Stored data entries:
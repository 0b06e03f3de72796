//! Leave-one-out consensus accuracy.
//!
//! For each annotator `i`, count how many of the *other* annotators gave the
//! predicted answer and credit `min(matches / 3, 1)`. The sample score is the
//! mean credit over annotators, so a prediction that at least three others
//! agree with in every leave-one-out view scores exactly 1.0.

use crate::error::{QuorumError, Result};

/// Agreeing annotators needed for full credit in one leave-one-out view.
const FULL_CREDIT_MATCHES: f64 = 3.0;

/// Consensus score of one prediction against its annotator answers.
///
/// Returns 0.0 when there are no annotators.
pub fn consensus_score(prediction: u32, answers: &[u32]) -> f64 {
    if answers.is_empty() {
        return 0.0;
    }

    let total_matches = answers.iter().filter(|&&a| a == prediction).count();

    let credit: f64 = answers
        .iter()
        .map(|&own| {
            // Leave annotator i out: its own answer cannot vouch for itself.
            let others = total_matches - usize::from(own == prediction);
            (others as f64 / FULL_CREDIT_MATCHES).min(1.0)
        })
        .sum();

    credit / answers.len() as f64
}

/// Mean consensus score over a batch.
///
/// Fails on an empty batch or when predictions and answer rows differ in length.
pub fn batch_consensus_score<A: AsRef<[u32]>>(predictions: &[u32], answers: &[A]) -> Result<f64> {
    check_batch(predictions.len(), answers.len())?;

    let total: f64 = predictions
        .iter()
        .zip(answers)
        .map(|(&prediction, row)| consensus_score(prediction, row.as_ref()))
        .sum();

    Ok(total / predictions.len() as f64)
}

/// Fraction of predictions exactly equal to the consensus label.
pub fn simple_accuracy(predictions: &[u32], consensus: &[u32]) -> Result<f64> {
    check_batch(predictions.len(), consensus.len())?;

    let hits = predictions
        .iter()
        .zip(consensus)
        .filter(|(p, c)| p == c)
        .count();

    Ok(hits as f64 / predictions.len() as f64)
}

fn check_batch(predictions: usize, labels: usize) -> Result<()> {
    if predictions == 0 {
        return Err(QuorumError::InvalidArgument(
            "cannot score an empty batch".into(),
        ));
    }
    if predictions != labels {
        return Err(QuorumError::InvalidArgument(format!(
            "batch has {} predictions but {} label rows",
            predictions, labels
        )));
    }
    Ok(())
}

--

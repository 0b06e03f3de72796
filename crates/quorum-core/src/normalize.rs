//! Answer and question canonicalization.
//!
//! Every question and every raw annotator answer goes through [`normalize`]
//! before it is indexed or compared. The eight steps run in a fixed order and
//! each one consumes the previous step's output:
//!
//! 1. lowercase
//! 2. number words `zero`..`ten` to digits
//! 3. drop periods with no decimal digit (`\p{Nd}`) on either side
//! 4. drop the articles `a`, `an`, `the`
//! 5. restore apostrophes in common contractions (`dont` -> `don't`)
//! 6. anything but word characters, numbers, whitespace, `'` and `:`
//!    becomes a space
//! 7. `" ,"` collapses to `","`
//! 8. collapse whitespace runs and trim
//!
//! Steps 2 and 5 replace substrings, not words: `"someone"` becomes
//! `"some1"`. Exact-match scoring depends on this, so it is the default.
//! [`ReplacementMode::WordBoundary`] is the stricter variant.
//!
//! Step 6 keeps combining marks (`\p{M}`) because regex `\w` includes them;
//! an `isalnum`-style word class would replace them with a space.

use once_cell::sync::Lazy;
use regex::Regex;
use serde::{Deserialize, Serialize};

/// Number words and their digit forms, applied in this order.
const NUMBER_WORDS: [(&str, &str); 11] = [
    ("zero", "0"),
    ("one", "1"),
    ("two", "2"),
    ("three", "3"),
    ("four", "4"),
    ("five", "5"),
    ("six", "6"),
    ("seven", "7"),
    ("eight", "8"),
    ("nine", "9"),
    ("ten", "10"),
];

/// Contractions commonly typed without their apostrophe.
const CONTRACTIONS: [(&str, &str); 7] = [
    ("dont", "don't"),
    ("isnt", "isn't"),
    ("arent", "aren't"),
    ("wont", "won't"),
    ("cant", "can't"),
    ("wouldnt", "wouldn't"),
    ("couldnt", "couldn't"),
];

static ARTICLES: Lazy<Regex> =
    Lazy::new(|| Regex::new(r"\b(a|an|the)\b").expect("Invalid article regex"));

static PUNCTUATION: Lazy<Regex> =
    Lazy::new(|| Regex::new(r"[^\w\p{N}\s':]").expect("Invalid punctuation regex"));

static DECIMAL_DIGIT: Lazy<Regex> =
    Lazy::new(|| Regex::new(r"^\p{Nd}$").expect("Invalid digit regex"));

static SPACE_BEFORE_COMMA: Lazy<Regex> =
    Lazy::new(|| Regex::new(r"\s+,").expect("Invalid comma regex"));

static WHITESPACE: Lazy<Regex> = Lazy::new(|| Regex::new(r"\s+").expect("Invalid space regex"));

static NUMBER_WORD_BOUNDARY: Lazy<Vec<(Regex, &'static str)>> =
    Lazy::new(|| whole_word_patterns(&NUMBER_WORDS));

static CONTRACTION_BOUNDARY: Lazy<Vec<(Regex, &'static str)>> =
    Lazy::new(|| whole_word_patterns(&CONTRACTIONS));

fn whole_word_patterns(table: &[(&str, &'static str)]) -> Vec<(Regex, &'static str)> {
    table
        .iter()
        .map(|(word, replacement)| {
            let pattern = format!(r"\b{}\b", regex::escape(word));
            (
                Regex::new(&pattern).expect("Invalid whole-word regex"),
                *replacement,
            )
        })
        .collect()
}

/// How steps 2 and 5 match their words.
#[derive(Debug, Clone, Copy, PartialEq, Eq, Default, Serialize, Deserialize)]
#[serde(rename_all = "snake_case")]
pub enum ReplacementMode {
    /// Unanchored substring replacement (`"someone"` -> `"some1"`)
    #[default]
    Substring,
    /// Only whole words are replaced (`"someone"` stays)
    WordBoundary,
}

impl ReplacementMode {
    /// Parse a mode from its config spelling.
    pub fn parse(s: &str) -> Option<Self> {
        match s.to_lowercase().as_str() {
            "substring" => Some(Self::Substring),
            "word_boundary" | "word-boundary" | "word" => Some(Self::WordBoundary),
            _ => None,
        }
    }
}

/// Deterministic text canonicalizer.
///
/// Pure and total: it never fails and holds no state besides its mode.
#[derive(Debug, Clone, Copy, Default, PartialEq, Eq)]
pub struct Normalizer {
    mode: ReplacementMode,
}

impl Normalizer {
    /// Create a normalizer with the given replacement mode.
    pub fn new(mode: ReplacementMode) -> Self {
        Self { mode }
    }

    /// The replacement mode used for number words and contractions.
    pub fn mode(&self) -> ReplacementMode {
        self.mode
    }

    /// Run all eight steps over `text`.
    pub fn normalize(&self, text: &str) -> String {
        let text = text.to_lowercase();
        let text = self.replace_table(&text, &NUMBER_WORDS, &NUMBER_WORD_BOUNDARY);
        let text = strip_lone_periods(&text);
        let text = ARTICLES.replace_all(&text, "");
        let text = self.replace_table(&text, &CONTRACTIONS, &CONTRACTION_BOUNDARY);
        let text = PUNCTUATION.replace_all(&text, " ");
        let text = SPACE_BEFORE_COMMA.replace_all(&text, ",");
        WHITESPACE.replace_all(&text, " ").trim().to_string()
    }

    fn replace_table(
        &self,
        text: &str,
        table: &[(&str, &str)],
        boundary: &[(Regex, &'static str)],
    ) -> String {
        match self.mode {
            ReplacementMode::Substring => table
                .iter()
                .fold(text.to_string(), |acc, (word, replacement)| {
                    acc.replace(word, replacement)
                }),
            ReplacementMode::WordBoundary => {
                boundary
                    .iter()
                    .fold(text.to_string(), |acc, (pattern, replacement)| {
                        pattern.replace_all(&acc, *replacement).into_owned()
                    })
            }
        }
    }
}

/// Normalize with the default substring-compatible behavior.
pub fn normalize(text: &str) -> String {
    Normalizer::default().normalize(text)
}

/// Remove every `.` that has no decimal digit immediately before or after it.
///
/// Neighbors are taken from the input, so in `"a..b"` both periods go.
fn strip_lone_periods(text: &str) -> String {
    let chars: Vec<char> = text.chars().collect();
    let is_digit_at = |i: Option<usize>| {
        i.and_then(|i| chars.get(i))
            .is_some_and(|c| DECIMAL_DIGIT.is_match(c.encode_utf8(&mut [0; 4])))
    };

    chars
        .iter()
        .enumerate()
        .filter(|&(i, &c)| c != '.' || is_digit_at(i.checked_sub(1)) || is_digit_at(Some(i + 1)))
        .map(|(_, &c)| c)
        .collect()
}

---

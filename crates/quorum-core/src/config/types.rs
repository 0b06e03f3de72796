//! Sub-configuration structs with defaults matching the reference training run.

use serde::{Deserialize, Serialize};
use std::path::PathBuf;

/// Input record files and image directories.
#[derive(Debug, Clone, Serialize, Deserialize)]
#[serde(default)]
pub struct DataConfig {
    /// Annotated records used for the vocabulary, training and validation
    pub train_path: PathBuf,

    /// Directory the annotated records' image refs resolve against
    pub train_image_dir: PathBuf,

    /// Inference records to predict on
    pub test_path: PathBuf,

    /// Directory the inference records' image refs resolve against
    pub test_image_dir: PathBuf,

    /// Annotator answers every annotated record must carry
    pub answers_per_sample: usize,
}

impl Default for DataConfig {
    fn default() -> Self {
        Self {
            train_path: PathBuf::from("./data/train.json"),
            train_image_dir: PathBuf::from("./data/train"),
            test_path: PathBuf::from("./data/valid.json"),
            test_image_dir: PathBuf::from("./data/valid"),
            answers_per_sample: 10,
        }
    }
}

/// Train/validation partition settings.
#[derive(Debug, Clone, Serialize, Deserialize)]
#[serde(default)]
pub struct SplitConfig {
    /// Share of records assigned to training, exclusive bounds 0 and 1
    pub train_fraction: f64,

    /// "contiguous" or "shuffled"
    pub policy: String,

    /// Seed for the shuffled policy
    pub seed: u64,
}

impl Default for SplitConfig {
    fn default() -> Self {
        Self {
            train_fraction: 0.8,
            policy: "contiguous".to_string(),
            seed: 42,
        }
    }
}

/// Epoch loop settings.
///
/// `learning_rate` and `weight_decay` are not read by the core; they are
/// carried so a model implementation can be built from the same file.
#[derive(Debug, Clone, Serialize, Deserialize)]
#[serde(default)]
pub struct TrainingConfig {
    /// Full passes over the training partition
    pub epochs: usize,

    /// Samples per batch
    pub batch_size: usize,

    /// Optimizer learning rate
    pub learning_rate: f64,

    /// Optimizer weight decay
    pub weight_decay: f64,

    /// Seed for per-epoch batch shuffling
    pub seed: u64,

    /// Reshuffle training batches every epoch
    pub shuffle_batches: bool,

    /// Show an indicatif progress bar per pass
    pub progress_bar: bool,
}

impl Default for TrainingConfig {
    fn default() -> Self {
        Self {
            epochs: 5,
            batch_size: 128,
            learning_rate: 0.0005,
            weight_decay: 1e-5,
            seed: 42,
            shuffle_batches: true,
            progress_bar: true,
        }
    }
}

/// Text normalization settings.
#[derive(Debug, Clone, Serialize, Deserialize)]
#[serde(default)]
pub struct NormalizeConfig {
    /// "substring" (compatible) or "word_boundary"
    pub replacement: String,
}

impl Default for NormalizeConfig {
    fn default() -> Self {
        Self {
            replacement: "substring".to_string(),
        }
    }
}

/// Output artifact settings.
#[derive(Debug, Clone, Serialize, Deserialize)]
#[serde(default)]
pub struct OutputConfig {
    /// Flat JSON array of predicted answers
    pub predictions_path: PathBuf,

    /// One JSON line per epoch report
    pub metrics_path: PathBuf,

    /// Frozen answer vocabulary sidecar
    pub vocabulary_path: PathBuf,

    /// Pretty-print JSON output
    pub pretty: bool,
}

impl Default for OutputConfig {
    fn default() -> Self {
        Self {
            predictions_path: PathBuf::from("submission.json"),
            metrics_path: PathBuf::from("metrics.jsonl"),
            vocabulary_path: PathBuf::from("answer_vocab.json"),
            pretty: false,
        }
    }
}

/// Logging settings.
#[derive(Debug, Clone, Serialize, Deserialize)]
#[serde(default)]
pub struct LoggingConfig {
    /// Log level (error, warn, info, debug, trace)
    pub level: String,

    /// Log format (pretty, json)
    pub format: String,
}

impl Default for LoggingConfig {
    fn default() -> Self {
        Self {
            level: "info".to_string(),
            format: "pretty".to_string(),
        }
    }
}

▸ EXERCISE DIRECTIONS: Out of the entries above, write out only the lines between the line holding "Lazy::new(|| whole_word_patterns(&CONTRACTIONS));" and the line holding "self.replace_table(&text, &CONTRACTIONS, &CONTRACTION_BOUNDARY);", inclusive, each exactly as given.

▸ OUTPUT OF THE TASK:
    Lazy::new(|| whole_word_patterns(&CONTRACTIONS));

fn whole_word_patterns(table: &[(&str, &'static str)]) -> Vec<(Regex, &'static str)> {
    table
        .iter()
        .map(|(word, replacement)| {
            let pattern = format!(r"\b{}\b", regex::escape(word));
            (
                Regex::new(&pattern).expect("Invalid whole-word regex"),
                *replacement,
            )
        })
        .collect()
}

/// How steps 2 and 5 match their words.
#[derive(Debug, Clone, Copy, PartialEq, Eq, Default, Serialize, Deserialize)]
#[serde(rename_all = "snake_case")]
pub enum ReplacementMode {
    /// Unanchored substring replacement (`"someone"` -> `"some1"`)
    #[default]
    Substring,
    /// Only whole words are replaced (`"someone"` stays)
    WordBoundary,
}

impl ReplacementMode {
    /// Parse a mode from its config spelling.
    pub fn parse(s: &str) -> Option<Self> {
        match s.to_lowercase().as_str() {
            "substring" => Some(Self::Substring),
            "word_boundary" | "word-boundary" | "word" => Some(Self::WordBoundary),
            _ => None,
        }
    }
}

/// Deterministic text canonicalizer.
///
/// Pure and total: it never fails and holds no state besides its mode.
#[derive(Debug, Clone, Copy, Default, PartialEq, Eq)]
pub struct Normalizer {
    mode: ReplacementMode,
}

impl Normalizer {
    /// Create a normalizer with the given replacement mode.
    pub fn new(mode: ReplacementMode) -> Self {
        Self { mode }
    }

    /// The replacement mode used for number words and contractions.
    pub fn mode(&self) -> ReplacementMode {
        self.mode
    }

    /// Run all eight steps over `text`.
    pub fn normalize(&self, text: &str) -> String {
        let text = text.to_lowercase();
        let text = self.replace_table(&text, &NUMBER_WORDS, &NUMBER_WORD_BOUNDARY);
        let text = strip_lone_periods(&text);
        let text = ARTICLES.replace_all(&text, "");
        let text = self.replace_table(&text, &CONTRACTIONS, &CONTRACTION_BOUNDARY);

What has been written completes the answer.